Dil bilmeyen adam hiçbir şey yapamaz. Türk Dil Kurumu benim gibi solucanları ortaya çıkardı.

Türk Dil Kurumu Yönetim Kurulu üyesiydi. Dil Devrimine ilişkin düşüncelerini Türk Dil Kurumu Koçaklaması'nda şöyle dile getirmiştir:

"Türk Dil Kurumunu kurarken Mustafa Kemal’in tek mutsuzluğu vardı.
Türkçeyi sevdiğini daha Türkçe söyleyememek
Kimilerinin şimdi tek mutluluğu var.
Türkçeyi sevdiklerini daha Osmanlıca söylemek...

"Yazmak yetmez, anlaşılır yazmak gerek. Ahmet Haşim’i çok severim. Anlaşılır yazardı ama bakış açımı değiştirdi. İki gözüme üçüncü gözü ekledi. Dünya edebiyatını o gözümle başka türlü algıladım.

 

 

Xxxx

 

Fazıl Hüsnü Dağlarca 20 Ekim 2008 İstanbul’da öldü.

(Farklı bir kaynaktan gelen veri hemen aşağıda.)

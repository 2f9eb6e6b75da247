use anyhow::{Context, Result};
use serde::Deserialize;

use crate::room::RoomSettings;
use crate::speech::SpeechSettings;
use crate::synthesis::SynthesisSettings;
use crate::translation::TranslationSettings;

/// Environment variable prefix; nested keys use `__`, e.g.
/// `LINGUA_SERVICE__HTTP__PORT=9000`
pub const ENV_PREFIX: &str = "LINGUA";

#[derive(Debug, Clone, Default, Deserialize)]
#[serde(default)]
pub struct Config {
    pub service: ServiceConfig,
    pub rooms: RoomSettings,
    pub speech: SpeechSettings,
    pub translation: TranslationSettings,
    pub synthesis: SynthesisSettings,
}

#[derive(Debug, Clone, Deserialize)]
#[serde(default)]
pub struct ServiceConfig {
    pub name: String,
    pub http: HttpConfig,
}

impl Default for ServiceConfig {
    fn default() -> Self {
        Self {
            name: "lingua-rooms".to_string(),
            http: HttpConfig::default(),
        }
    }
}

#[derive(Debug, Clone, Deserialize)]
#[serde(default)]
pub struct HttpConfig {
    pub bind: String,
    pub port: u16,
}

impl Default for HttpConfig {
    fn default() -> Self {
        Self {
            bind: "127.0.0.1".to_string(),
            port: 8080,
        }
    }
}

impl HttpConfig {
    pub fn address(&self) -> String {
        format!("{}:{}", self.bind, self.port)
    }
}

impl Config {
    /// Load from an optional file (extension inferred) layered under
    /// `LINGUA_*` environment variables.
    pub fn load(path: &str) -> Result<Self> {
        let settings = config::Config::builder()
            .add_source(config::File::with_name(path).required(false))
            .add_source(
                config::Environment::with_prefix(ENV_PREFIX)
                    .separator("__")
                    .try_parsing(true),
            )
            .build()
            .with_context(|| format!("Failed to read configuration from {}", path))?;

        settings
            .try_deserialize()
            .context("Invalid configuration")
    }
}
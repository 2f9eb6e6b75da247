use axum::{
    extract::{
        ws::{Message, WebSocket, WebSocketUpgrade},
        Query, State,
    },
    response::Response,
};
use futures::{SinkExt, StreamExt};
use serde::Deserialize;
use tracing::{debug, info, warn};

use super::messages::{ClientEvent, ServerEvent};
use crate::error::GatewayError;
use crate::http::AppState;

#[derive(Debug, Default, Deserialize)]
pub struct ConnectParams {
    /// Identity to attach to the session up front
    pub user_id: Option<String>,
}

/// GET /ws
/// Upgrade to the real-time event channel
pub async fn ws_handler(
    ws: WebSocketUpgrade,
    State(state): State<AppState>,
    Query(params): Query<ConnectParams>,
) -> Response {
    ws.on_upgrade(move |socket| handle_socket(socket, state, params))
}

async fn handle_socket(socket: WebSocket, state: AppState, params: ConnectParams) {
    let gateway = state.gateway.clone();
    let (session, mut outbox) = gateway.connect(params.user_id).await;
    let session_id = session.id;
    let (mut sink, mut stream) = socket.split();

    // Outbox → wire. Ends when every sender is gone or the socket rejects a write.
    let writer = tokio::spawn(async move {
        while let Some(event) = outbox.recv().await {
            let text = match serde_json::to_string(&event) {
                Ok(text) => text,
                Err(e) => {
                    warn!("Failed to encode event: {}", e);
                    continue;
                }
            };
            if sink.send(Message::Text(text)).await.is_err() {
                break;
            }
        }
        let _ = sink.close().await;
    });

    while let Some(frame) = stream.next().await {
        let text = match frame {
            Ok(Message::Text(text)) => text,
            Ok(Message::Close(_)) => break,
            Ok(_) => continue,
            Err(e) => {
                debug!("Socket error for session {}: {}", session_id, e);
                break;
            }
        };

        match serde_json::from_str::<ClientEvent>(&text) {
            Ok(event) => gateway.dispatch(session_id, event).await,
            Err(e) => {
                let error = GatewayError::InvalidEvent(e.to_string());
                session.deliver(ServerEvent::error(error.code(), error.to_string()));
            }
        }
    }

    info!("{}", GatewayError::TransportDropped(session_id));
    gateway.disconnect(session_id).await;
    drop(session);
    writer.abort();
}
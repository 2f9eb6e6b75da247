use std::collections::HashMap;
use thiserror::Error;
use tracing::debug;

use super::message::Message;

#[derive(Debug, Clone, PartialEq, Eq, Error)]
pub enum ApplyError {
    #[error("message {0} not found")]
    NotFound(String),

    #[error("message {0} already has a translation result")]
    AlreadySettled(String),
}

/// Ordered conversation log for one client.
///
/// Messages are appended once and their translation fields are written at
/// most once, through `apply_translation` or `mark_failed`.
#[derive(Debug, Default)]
pub struct ConversationLog {
    messages: Vec<Message>,
    index: HashMap<String, usize>,
}

impl ConversationLog {
    pub fn new() -> Self {
        Self::default()
    }

    /// Append a message. A message id already in the log is ignored.
    pub fn insert(&mut self, message: Message) -> bool {
        if self.index.contains_key(&message.id) {
            debug!("Ignoring duplicate message {}", message.id);
            return false;
        }
        self.index.insert(message.id.clone(), self.messages.len());
        self.messages.push(message);
        true
    }

    pub fn get(&self, id: &str) -> Option<&Message> {
        self.index.get(id).map(|&i| &self.messages[i])
    }

    pub fn apply_translation(
        &mut self,
        id: &str,
        translated: String,
        confidence: f32,
    ) -> Result<&Message, ApplyError> {
        let message = self.settle(id)?;
        message.translated_content = Some(translated);
        message.confidence = Some(confidence.clamp(0.0, 1.0));
        Ok(message)
    }

    pub fn mark_failed(&mut self, id: &str, error: String) -> Result<&Message, ApplyError> {
        let message = self.settle(id)?;
        message.translation_error = Some(error);
        Ok(message)
    }

    fn settle(&mut self, id: &str) -> Result<&mut Message, ApplyError> {
        let &i = self
            .index
            .get(id)
            .ok_or_else(|| ApplyError::NotFound(id.to_string()))?;
        let message = &mut self.messages[i];
        if message.is_settled() {
            return Err(ApplyError::AlreadySettled(id.to_string()));
        }
        Ok(message)
    }

    pub fn messages(&self) -> &[Message] {
        &self.messages
    }

    pub fn len(&self) -> usize {
        self.messages.len()
    }

    pub fn is_empty(&self) -> bool {
        self.messages.is_empty()
    }
}
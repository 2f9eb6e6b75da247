use tracing::debug;

use super::capability::{SynthesisTask, VoiceOptions};
use crate::conversation::Message;

/// Picks which translated messages are spoken automatically.
///
/// A message qualifies once it has a translation, its author is the local
/// participant and auto-speak is on. The last-processed marker keeps a
/// message from being queued twice when the same state is observed again.
#[derive(Debug, Clone)]
pub struct AutoSpeaker {
    local_user: String,
    enabled: bool,
    voice: VoiceOptions,
    last_processed: Option<String>,
}

impl AutoSpeaker {
    pub fn new(local_user: impl Into<String>, enabled: bool, voice: VoiceOptions) -> Self {
        Self {
            local_user: local_user.into(),
            enabled,
            voice,
            last_processed: None,
        }
    }

    pub fn set_enabled(&mut self, enabled: bool) {
        self.enabled = enabled;
    }

    pub fn is_enabled(&self) -> bool {
        self.enabled
    }

    pub fn last_processed(&self) -> Option<&str> {
        self.last_processed.as_deref()
    }

    pub fn observe(&mut self, message: &Message) -> Option<SynthesisTask> {
        if !self.enabled || message.author_id != self.local_user {
            return None;
        }
        let translated = message.translated_content.as_ref()?;
        if self.last_processed.as_deref() == Some(message.id.as_str()) {
            debug!("Message {} already spoken", message.id);
            return None;
        }

        self.last_processed = Some(message.id.clone());
        Some(SynthesisTask::new(
            translated.clone(),
            message.target_lang.clone(),
            self.voice.clone(),
        ))
    }
}
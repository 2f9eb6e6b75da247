use serde::{Deserialize, Serialize};

use crate::conversation::Message;
use crate::room::{ParticipantInfo, RoomSnapshot};
use crate::session::SessionId;

/// Events sent by clients over the real-time connection
#[derive(Debug, Clone, PartialEq, Serialize, Deserialize)]
#[serde(tag = "type", rename_all = "snake_case")]
pub enum ClientEvent {
    Join {
        room_id: String,
        /// Identity to attach to the session before joining
        #[serde(default)]
        user_id: Option<String>,
        /// Language the participant speaks
        #[serde(default)]
        language: Option<String>,
    },
    Leave {
        room_id: String,
    },
    Send {
        content: String,
        lang: String,
        target_lang: String,
    },
    TypingStart,
    TypingStop,
    TranslateRequest {
        message_id: String,
        text: String,
        from: String,
        to: String,
    },
}

/// Events pushed to clients
#[derive(Debug, Clone, PartialEq, Serialize, Deserialize)]
#[serde(tag = "type", rename_all = "snake_case")]
pub enum ServerEvent {
    Connected {
        session_id: SessionId,
    },
    MessageNew {
        message: Message,
    },
    UserJoined {
        participant: ParticipantInfo,
    },
    UserLeft {
        user_id: String,
    },
    UserTyping {
        user_id: String,
    },
    UserStoppedTyping {
        user_id: String,
    },
    TranslationComplete {
        message_id: String,
        translated_text: String,
        confidence: f32,
    },
    RoomUpdated {
        room: RoomSnapshot,
    },
    Error {
        code: String,
        message: String,
        /// Set when the error concerns a single message
        #[serde(default, skip_serializing_if = "Option::is_none")]
        message_id: Option<String>,
    },
}

impl ServerEvent {
    pub fn error(code: &str, message: impl Into<String>) -> Self {
        ServerEvent::Error {
            code: code.to_string(),
            message: message.into(),
            message_id: None,
        }
    }
}
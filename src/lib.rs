pub mod client;
pub mod config;
pub mod conversation;
pub mod error;
pub mod gateway;
pub mod http;
pub mod room;
pub mod session;
pub mod speech;
pub mod synthesis;
pub mod translation;

pub use client::{ClientPipeline, PipelineEvent, PipelineSettings};
pub use config::Config;
pub use conversation::{ConversationLog, LanguagePair, Message};
pub use error::{GatewayError, RoomError, SpeechErrorKind, SynthesisError, TranslationError};
pub use gateway::{ClientEvent, Gateway, ServerEvent};
pub use http::{create_router, AppState};
pub use room::{RoomRegistry, RoomSettings, RoomSnapshot};
pub use session::{Session, SessionId, SessionRegistry};
pub use speech::{SpeechCapability, SpeechController, SpeechMachine, SpeechSettings, SpeechStatus};
pub use synthesis::{SynthesisCapability, SynthesisQueue, SynthesisSettings};
pub use translation::{TranslationCorrelator, TranslationProvider, Translator};
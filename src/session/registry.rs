use std::collections::HashMap;
use tokio::sync::{mpsc, RwLock};
use tracing::{debug, info};

use super::session::{Session, SessionId};
use crate::error::RoomError;
use crate::gateway::ServerEvent;

/// Owned store of live sessions (session_id → session)
#[derive(Default)]
pub struct SessionRegistry {
    sessions: RwLock<HashMap<SessionId, Session>>,
}

impl SessionRegistry {
    pub fn new() -> Self {
        Self::default()
    }

    /// Register a new connection.
    ///
    /// Returns the session together with the receiving half of its outbox;
    /// the transport drains the receiver and writes events to the wire.
    pub async fn connect(
        &self,
        user_id: Option<String>,
    ) -> (Session, mpsc::UnboundedReceiver<ServerEvent>) {
        let (tx, rx) = mpsc::unbounded_channel();
        let session = Session::new(user_id, tx);

        self.sessions
            .write()
            .await
            .insert(session.id, session.clone());

        info!("Session {} connected", session.id);
        (session, rx)
    }

    pub async fn get(&self, id: SessionId) -> Option<Session> {
        self.sessions.read().await.get(&id).cloned()
    }

    pub async fn set_user(&self, id: SessionId, user_id: String) -> Result<(), RoomError> {
        let mut sessions = self.sessions.write().await;
        let session = sessions
            .get_mut(&id)
            .ok_or(RoomError::SessionNotFound(id))?;
        session.user_id = Some(user_id);
        Ok(())
    }

    pub(crate) async fn set_room(&self, id: SessionId, room_id: Option<String>) {
        if let Some(session) = self.sessions.write().await.get_mut(&id) {
            session.room_id = room_id;
        }
    }

    pub async fn remove(&self, id: SessionId) -> Option<Session> {
        let removed = self.sessions.write().await.remove(&id);
        if removed.is_some() {
            info!("Session {} disconnected", id);
        }
        removed
    }

    /// Deliver an event to a single session.
    pub async fn deliver(&self, id: SessionId, event: ServerEvent) -> bool {
        let sessions = self.sessions.read().await;
        match sessions.get(&id) {
            Some(session) => {
                let delivered = session.deliver(event);
                if !delivered {
                    debug!("Dropped event for session {}: transport closed", id);
                }
                delivered
            }
            None => false,
        }
    }

    pub async fn count(&self) -> usize {
        self.sessions.read().await.len()
    }

    /// Drop every session. Outboxes close once the registry's copies and
    /// all room memberships are gone.
    pub async fn clear(&self) -> usize {
        let mut sessions = self.sessions.write().await;
        let count = sessions.len();
        sessions.clear();
        count
    }
}
//! Speech capture
//!
//! The recognizer is an optional capability (`SpeechCapability`). Its events
//! drive a pure `SpeechMachine`; the `SpeechController` task owns both, runs
//! the silence and max-duration timers, and debounces start/stop requests.
//!
//! Committed utterances and interim text are reported on one channel,
//! recognition errors on another.

mod capability;
mod controller;
mod debounce;
mod machine;

pub use capability::{
    Alternative, RecognitionEvent, RecognitionOptions, RecognitionResult, SpeechCapability,
    SpeechRecognizer,
};
pub use controller::{SpeechChannels, SpeechController, SpeechUpdate};
pub use debounce::{ControlCommand, Debouncer};
pub use machine::{SpeechEffect, SpeechMachine, SpeechSettings, SpeechStatus, StopReason, Utterance};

26 Ağustos 1914 tarihinde İstanbul'da doğmuştur. Süvari yarbayı Hasan Hüsnü Bey'in oğludur. İlköğrenimini Konya, Kayseri, Adana ve Kozan'da, ortaöğrenimini Tarsus ve Adana ortaokulundan sonra girdiği Kuleli Askeri Lisesi'nde 1933 yılında tamamladı. Aile, Ataç, Çağrı, Devrim, İnkılapçı Gençlik, Kültür Haftası, Türkçe, Türk Dili, Türk Yurdu, Varlık, Vatan, Yeditepe, Yücel, Yenilik, Yön, gibi dergi ve gazetelerde şiirlerini yayımladı. 1935'te piyade subayı göreviyle Doğu ve Orta Anadolu'nun, Trakya'nın pek çok yerini dolaştı. Ordudaki hizmeti on beş yılı doldurunca, ön yüzbaşı rütbesiyle askerlikten 1950'de ayrıldı. 1952-1960 yılları arasında Çalışma Bakanlığı'nda iş müfettişi olarak İstanbul'da çalıştı. Buradan ayrıldıktan sonra İstanbul Aksaray'da "Kitap" kitabevini açtı ve yayıncılığa başladı. Ocak 1960-Temmuz 1964 yılları arasında dört yıl Türkçe isimli aylık dergiyi çıkardı. İlk yazısı 1927'de Yeni Adana gazetesinde yayınlanan bir hikâyedir, İstanbul dergisinde 1933'te çıkan "Yavaşlayan Ömür" adlı şiiriyle adını duyurmaya başladı. Varlık, Kültür Haftası, Yücel, Aile, İnkılâpçı Gençlik, Yeditepe ve Türk Dili dergilerinde şiirleri çıktı. Bugüne kadar kendisine birçok ödül verilen şair 1967'de ABD'deki Milletlerarası Şiir Forumu tarafından "En iyi Türk Şairi" seçilmişti. 

 

Xxxx

 

FazılHüsnü Dağlarca’nın Ablası  Tiraje Yüregir’in oğlu Yalçın Yüregir,  kız kardeşi Müfide Çankaya’nın kızı  İzi Müftüoğlu’nunda hazır bulunduğu cenaze namazı Kadıköy Söğütlüçeşme Camiinde öğle namazını müteakip kılındı ve cenaze Karacaahmet Mezarlığında toprağa defnedildi.